Puis, en français, le lieutenant autrichien demanda à Jack :  » Avez-vous déjà été à Schruns, en Autriche ? « 

 » Oui, quand j’étais un petit garçon. « 

 » Vous souvenez-vous d’une personne nommée Kitty ? » Bien sûr. Ma nourrice s’appelait Kitty, qu’est-ce que… ? »

 » Kitty était ma petite amie, et je connaissais ton père, et ta mère. Tu avais environ deux ans. »

 » Eh bien, que je sois damné. « 

 » Je suis un grand fan du travail de votre père. Ne vous inquiétez pas, nous nous occuperons de vous. »

Et ils l’ont fait, l’amenant à un hôpital en Alsace où il a été rafistolé et ensuite envoyé dans un camp de prisonniers de guerre en Allemagne.

Quand le père de Jack a entendu qu’il était dans un hôpital à quelques kilomètres de ses propres positions, il a voulu voler avec un groupe de ses irréguliers et sauver son fils. On l’a persuadé de renoncer à cette idée idiote, qui aurait de toute façon pu entraîner la mort de Jack, et que son fils n’était qu’un des dizaines de milliers de soldats alliés capturés destinés à passer le reste de la guerre comme prisonnier de guerre.

Jack Hemingway a été libéré six mois plus tard, et après la guerre est resté dans l’armée américaine, d’abord comme officier de sécurité à Berlin avant de devenir officier de liaison au 3e corps d’armée français à Fribourg. Il a terminé sa carrière dans l’armée comme officier de renseignement à Fort Bragg, en Caroline du Nord, et est parti avec une Croix de Guerre très prisée (qui lui a été décernée à la fin de la guerre par le gouvernement français), et, « beaucoup de cicatrices visibles ».

Après avoir quitté l’armée dans les années 1950, Jack est devenu agent de change, puis vendeur de matériel de pêche, mais n’a jamais pu vraiment s’installer dans la vie civile. Après la mort de son père, il devient celui qui gère le plus facilement l’intérêt croissant pour l’œuvre et la famille d’Hemingway. Il écrit un mémoire de son père intitulé Misadventure of a Fly Fisherman : My Life with With and Without Papa. Au moment de sa mort, Jack avait terminé un deuxième volume d’autobiographie.

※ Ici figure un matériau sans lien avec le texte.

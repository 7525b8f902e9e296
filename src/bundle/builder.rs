//! Drives one full pass over the source tree, feeding file bytes into an
//! archive encoder and recording per-file digests on the way through.
//!
//! Member order is the tree's path order, so every pass over an unchanged
//! tree emits the same members in the same sequence.

use std::collections::HashMap;
use std::sync::Arc;

use tokio::io::{AsyncReadExt, AsyncWrite};
use tracing::{debug, trace};

use super::bag::{self, BagMeta, PAYLOAD_PREFIX};
use super::tar::TarEncoder;
use super::zip::ZipEncoder;
use super::{ArchiveFormat, BundleSpec};
use crate::bundle::digest::DigestSink;
use crate::ledger::TransferLedger;
use crate::store::{SourceStore, SourceTree};
use crate::utils::errors::ExportError;

// dropped from folder segments on top of the reserved set
const FOLDER_SPECIALS: &[char] = &[
    '\\', '(', ')', '[', ']', '{', '}', '$', '%', '&', '+', '@', '~', '\'', '€', '!', '^',
];
// refused by the destination in any name segment
const RESERVED: &[char] = &['\\', ':', '*', '?', '"', '<', '>', '|', ';', '#'];

const PLACEHOLDER: char = '_';

/// Rewrite a store-relative path into the form the destination will accept.
///
/// The final segment only loses the reserved characters; every folder
/// segment additionally loses a wider set of specials. `/` separators are
/// kept as archive structure.
pub fn sanitize_member_path(relative: &str) -> String {
    let (folder, name) = match relative.rsplit_once('/') {
        Some((folder, name)) => (folder, name),
        None => ("", relative),
    };
    let folder = replace_chars(&replace_chars(folder, FOLDER_SPECIALS), RESERVED);
    let name = replace_chars(name, RESERVED);
    if folder.is_empty() {
        name
    } else {
        format!("{folder}/{name}")
    }
}

fn replace_chars(value: &str, set: &[char]) -> String {
    value
        .chars()
        .map(|c| if set.contains(&c) { PLACEHOLDER } else { c })
        .collect()
}

#[derive(Debug, Clone)]
pub(crate) struct PlannedMember {
    pub store_path: String,
    pub archive_path: String,
    pub size: u64,
}

/// Apply the path filter, sanitize, order, and reject archive-path
/// collisions before any byte is read.
pub(crate) fn plan_members(
    tree: &SourceTree,
    spec: &BundleSpec,
) -> crate::Result<Vec<PlannedMember>> {
    let mut files: Vec<_> = tree
        .files
        .iter()
        .filter(|f| spec.filter.allows(&f.relative_path))
        .collect();
    files.sort_by(|a, b| a.relative_path.cmp(&b.relative_path));

    let mut seen: HashMap<String, String> = HashMap::new();
    let mut planned = Vec::with_capacity(files.len());
    for file in files {
        let mut archive_path = sanitize_member_path(&file.relative_path);
        if spec.format == ArchiveFormat::Bag {
            archive_path = format!("{PAYLOAD_PREFIX}{archive_path}");
        }
        if let Some(previous) = seen.insert(archive_path.clone(), file.relative_path.clone()) {
            return Err(ExportError::PathCollision(format!(
                "'{previous}' and '{}' both map to '{archive_path}'",
                file.relative_path
            )));
        }
        planned.push(PlannedMember {
            store_path: file.relative_path.clone(),
            archive_path,
            size: file.size,
        });
    }
    Ok(planned)
}

/// Encode the whole tree into `writer` as one archive, returning the ledger
/// of per-file digests observed along the way.
pub async fn build_bundle<W>(
    store: Arc<dyn SourceStore>,
    tree: Arc<SourceTree>,
    spec: Arc<BundleSpec>,
    writer: W,
) -> crate::Result<TransferLedger>
where
    W: AsyncWrite + Unpin + Send,
{
    let members = plan_members(&tree, &spec)?;
    debug!(
        collection = %tree.collection,
        members = members.len(),
        format = ?spec.format,
        "bundling source tree"
    );
    match spec.format {
        ArchiveFormat::Zip => build_zip(&*store, &tree, &spec, &members, writer, None).await,
        ArchiveFormat::Bag => {
            let meta = spec
                .bag
                .clone()
                .ok_or_else(|| ExportError::Archive("bag metadata missing".to_string()))?;
            build_zip(&*store, &tree, &spec, &members, writer, Some(meta)).await
        }
        ArchiveFormat::Tar => build_tar(&*store, &tree, &spec, &members, writer).await,
        ArchiveFormat::PerFile => Err(ExportError::Archive(
            "per-file deposits do not produce a bundle".to_string(),
        )),
    }
}

async fn build_zip<W>(
    store: &dyn SourceStore,
    tree: &SourceTree,
    spec: &BundleSpec,
    members: &[PlannedMember],
    writer: W,
    bag: Option<BagMeta>,
) -> crate::Result<TransferLedger>
where
    W: AsyncWrite + Unpin + Send,
{
    let mut encoder = ZipEncoder::new(writer, spec.compression);
    let mut ledger = TransferLedger::new();
    let mut payload_digests: Vec<(String, String)> = Vec::new();
    let mut block = vec![0u8; spec.block_size];

    for member in members {
        let mut reader = store.open_file(&tree.collection, &member.store_path).await?;
        encoder.begin_member(&member.archive_path).await?;
        let mut digests = DigestSink::new();
        loop {
            let n = reader.read(&mut block).await?;
            if n == 0 {
                break;
            }
            digests.update(&block[..n]);
            encoder.write_member_data(&block[..n]).await?;
        }
        encoder.finish_member().await?;
        let digests = digests.finish();
        if bag.is_some() {
            payload_digests.push((member.archive_path.clone(), digests.md5_hex.clone()));
        }
        trace!(path = %member.store_path, sha256 = %digests.sha256_hex, "member bundled");
        ledger.record(&member.store_path, digests);
    }

    if let Some(meta) = bag {
        for (path, content) in bag::tag_members(&meta, &payload_digests) {
            encoder.begin_member(&path).await?;
            encoder.write_member_data(&content).await?;
            encoder.finish_member().await?;
        }
    }

    let (total, _) = encoder.finish().await?;
    debug!(bytes = total, members = members.len(), "bundle pass complete");
    Ok(ledger)
}

async fn build_tar<W>(
    store: &dyn SourceStore,
    tree: &SourceTree,
    spec: &BundleSpec,
    members: &[PlannedMember],
    writer: W,
) -> crate::Result<TransferLedger>
where
    W: AsyncWrite + Unpin + Send,
{
    let mut encoder = TarEncoder::new(writer);
    let mut ledger = TransferLedger::new();
    let mut block = vec![0u8; spec.block_size];

    for member in members {
        let mut reader = store.open_file(&tree.collection, &member.store_path).await?;
        encoder.begin_member(&member.archive_path, member.size).await?;
        let mut digests = DigestSink::new();
        loop {
            let n = reader.read(&mut block).await?;
            if n == 0 {
                break;
            }
            digests.update(&block[..n]);
            encoder.write_member_data(&block[..n]).await?;
        }
        encoder.finish_member().await?;
        let digests = digests.finish();
        trace!(path = %member.store_path, sha256 = %digests.sha256_hex, "member bundled");
        ledger.record(&member.store_path, digests);
    }

    let (total, _) = encoder.finish().await?;
    debug!(bytes = total, members = members.len(), "bundle pass complete");
    Ok(ledger)
}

Par-dessus tout, Jack Hemingway était un grand défenseur de la nature, et travaillait sans relâche dans le monde entier en faveur des espèces menacées.

Jack, et sa première femme, Byra (qu’il avait épousée à Paris en 1949, et qui est décédée en 1986) ont eu trois filles : Joan, Margaux (décédée en 1996), et Hadley (Mariel) l’actrice.

Jack et Mariel

Jack Hemingway est mort le 1er décembre 2000 à l’hôpital presbytérien de New York.

Laisser un commentaire

Votre adresse e-mail ne sera pas publiée.